■ **PROMPT**
Your response must consist of one number: how many lines in this material contain the word "warn".
• • • • •
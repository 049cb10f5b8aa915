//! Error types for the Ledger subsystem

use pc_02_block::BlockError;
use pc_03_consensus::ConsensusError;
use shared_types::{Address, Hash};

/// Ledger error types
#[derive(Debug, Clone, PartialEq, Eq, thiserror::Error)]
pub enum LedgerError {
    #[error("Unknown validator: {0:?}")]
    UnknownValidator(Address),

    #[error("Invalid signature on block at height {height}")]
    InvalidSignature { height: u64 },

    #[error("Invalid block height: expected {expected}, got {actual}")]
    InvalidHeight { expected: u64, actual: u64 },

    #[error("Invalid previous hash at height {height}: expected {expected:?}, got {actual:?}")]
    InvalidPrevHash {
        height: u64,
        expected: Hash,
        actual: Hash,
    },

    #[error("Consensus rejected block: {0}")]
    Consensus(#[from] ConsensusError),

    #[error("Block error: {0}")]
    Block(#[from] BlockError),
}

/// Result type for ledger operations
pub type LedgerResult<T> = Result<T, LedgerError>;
• • • • •
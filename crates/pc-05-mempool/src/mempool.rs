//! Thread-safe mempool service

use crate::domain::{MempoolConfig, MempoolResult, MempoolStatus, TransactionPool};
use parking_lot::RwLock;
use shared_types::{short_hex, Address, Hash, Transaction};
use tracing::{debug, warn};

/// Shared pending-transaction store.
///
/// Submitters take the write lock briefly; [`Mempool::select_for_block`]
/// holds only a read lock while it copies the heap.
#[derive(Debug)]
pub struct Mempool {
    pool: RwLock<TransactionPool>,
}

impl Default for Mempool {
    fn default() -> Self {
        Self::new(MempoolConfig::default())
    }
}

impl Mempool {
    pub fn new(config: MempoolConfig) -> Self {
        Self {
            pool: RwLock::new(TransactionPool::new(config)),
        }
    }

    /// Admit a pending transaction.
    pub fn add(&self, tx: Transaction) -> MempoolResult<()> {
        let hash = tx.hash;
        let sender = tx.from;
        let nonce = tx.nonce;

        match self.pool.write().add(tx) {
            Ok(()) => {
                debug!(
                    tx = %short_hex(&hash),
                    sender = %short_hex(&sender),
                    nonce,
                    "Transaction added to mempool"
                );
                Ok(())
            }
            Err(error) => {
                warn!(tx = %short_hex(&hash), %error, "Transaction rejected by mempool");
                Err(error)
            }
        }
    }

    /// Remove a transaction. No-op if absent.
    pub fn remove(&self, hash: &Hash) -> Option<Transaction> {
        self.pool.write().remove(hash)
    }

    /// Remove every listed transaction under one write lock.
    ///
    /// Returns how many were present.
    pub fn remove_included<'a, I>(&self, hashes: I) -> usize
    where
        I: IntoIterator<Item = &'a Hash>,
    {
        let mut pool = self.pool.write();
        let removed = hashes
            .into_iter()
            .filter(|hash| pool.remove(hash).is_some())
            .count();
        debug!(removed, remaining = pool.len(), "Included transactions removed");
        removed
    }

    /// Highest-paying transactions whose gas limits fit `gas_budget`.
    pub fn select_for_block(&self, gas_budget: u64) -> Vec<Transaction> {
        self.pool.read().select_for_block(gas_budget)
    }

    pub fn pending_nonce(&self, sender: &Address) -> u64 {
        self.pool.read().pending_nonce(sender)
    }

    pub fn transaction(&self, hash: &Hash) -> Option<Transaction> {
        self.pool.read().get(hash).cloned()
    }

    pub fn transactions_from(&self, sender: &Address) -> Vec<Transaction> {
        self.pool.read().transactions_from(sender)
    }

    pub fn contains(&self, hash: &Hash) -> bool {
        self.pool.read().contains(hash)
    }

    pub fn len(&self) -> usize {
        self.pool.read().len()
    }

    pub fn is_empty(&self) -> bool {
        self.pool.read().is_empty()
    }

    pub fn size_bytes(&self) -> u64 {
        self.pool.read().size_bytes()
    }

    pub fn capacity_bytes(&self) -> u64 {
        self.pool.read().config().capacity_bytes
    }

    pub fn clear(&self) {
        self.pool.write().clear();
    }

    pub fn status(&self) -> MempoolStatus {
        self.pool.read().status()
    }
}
• • • • •
■ **TASK ANSWER**
2